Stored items
◇ ◇ ◇
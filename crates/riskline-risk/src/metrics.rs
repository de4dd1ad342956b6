//! Summary performance and risk statistics.
//!
//! All dispersion measures use the sample (n - 1) denominator. A statistic
//! that cannot be computed from the data is `None` rather than NaN.

use crate::{
    rate::RiskFreeRate,
    stats::{checked_ratio, dispersion_std, mean, sample_std},
};
use ndarray::{Array1, ArrayView1};
use serde::{Deserialize, Serialize};
use thiserror::Error;

/// Errors from summary statistics
#[derive(Debug, Error, PartialEq, Eq)]
pub enum MetricsError {
    /// No returns to summarize
    #[error("Cannot compute summary metrics of an empty return series")]
    EmptySeries,
}

/// Scalar summary of one return series.
#[derive(Debug, Clone, Copy, PartialEq, Serialize, Deserialize)]
pub struct SummaryMetrics {
    /// `(1 + mean)^p - 1`
    pub annual_return: Option<f64>,
    /// Sample standard deviation scaled by `sqrt(p)`
    pub annual_volatility: Option<f64>,
    /// Per-period Sharpe ratio
    pub sharpe: Option<f64>,
    /// Per-period Sortino ratio
    pub sortino: Option<f64>,
    /// Largest peak-to-trough decline of the compounded series, `<= 0`
    pub max_drawdown: f64,
}

impl SummaryMetrics {
    /// Compute every summary statistic for `returns`.
    ///
    /// # Errors
    ///
    /// Returns [`MetricsError::EmptySeries`] for an empty series.
    pub fn compute(
        returns: ArrayView1<'_, f64>,
        risk_free: &RiskFreeRate,
    ) -> Result<Self, MetricsError> {
        if returns.is_empty() {
            return Err(MetricsError::EmptySeries);
        }
        let rf = risk_free.per_period();

        Ok(Self {
            annual_return: annual_return(returns, risk_free.periods_per_year()),
            annual_volatility: annual_volatility(returns, risk_free.periods_per_year()),
            sharpe: sharpe_ratio(returns, rf),
            sortino: sortino_ratio(returns, rf),
            max_drawdown: max_drawdown(returns).unwrap_or(0.0),
        })
    }
}

/// Geometric annualization of the mean period return.
pub fn annual_return(returns: ArrayView1<'_, f64>, periods_per_year: u32) -> Option<f64> {
    let m = mean(returns)?;
    let annual = (1.0 + m).powf(f64::from(periods_per_year)) - 1.0;
    annual.is_finite().then_some(annual)
}

/// Sample standard deviation scaled by the square root of the period count.
pub fn annual_volatility(returns: ArrayView1<'_, f64>, periods_per_year: u32) -> Option<f64> {
    sample_std(returns).map(|std| std * f64::from(periods_per_year).sqrt())
}

/// `(mean - rf) / std`, `None` for a zero, negligible or undefined deviation.
pub fn sharpe_ratio(returns: ArrayView1<'_, f64>, rf: f64) -> Option<f64> {
    let m = mean(returns)?;
    let std = dispersion_std(returns)?;
    checked_ratio(m - rf, std)
}

/// `(mean - rf) / downside std`, where the downside set is every return
/// strictly below `rf`. Needs at least two downside observations.
pub fn sortino_ratio(returns: ArrayView1<'_, f64>, rf: f64) -> Option<f64> {
    let m = mean(returns)?;
    let downside: Array1<f64> = returns.iter().copied().filter(|r| *r < rf).collect();
    let downside_std = dispersion_std(downside.view())?;
    checked_ratio(m - rf, downside_std)
}

/// Most negative relative distance from the running peak of `cumprod(1 + r)`.
///
/// The running peak starts at the first compounded value, so a loss in the
/// first period alone does not register as a drawdown.
pub fn max_drawdown(returns: ArrayView1<'_, f64>) -> Option<f64> {
    if returns.is_empty() {
        return None;
    }

    let mut wealth = 1.0;
    let mut peak = f64::NEG_INFINITY;
    let mut worst = 0.0_f64;
    for r in returns {
        wealth *= 1.0 + r;
        peak = peak.max(wealth);
        if let Some(drawdown) = checked_ratio(wealth - peak, peak) {
            worst = worst.min(drawdown);
        }
    }
    Some(worst)
}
◇ ◇ ◇
REQUIREMENT: Among the records above, find the lines where the word "from" appears and copy them.

OUTPUT:
//! that cannot be computed from the data is `None` rather than NaN.
/// Errors from summary statistics
    let annual = (1.0 + m).powf(f64::from(periods_per_year)) - 1.0;
    sample_std(returns).map(|std| std * f64::from(periods_per_year).sqrt())
/// Most negative relative distance from the running peak of `cumprod(1 + r)`.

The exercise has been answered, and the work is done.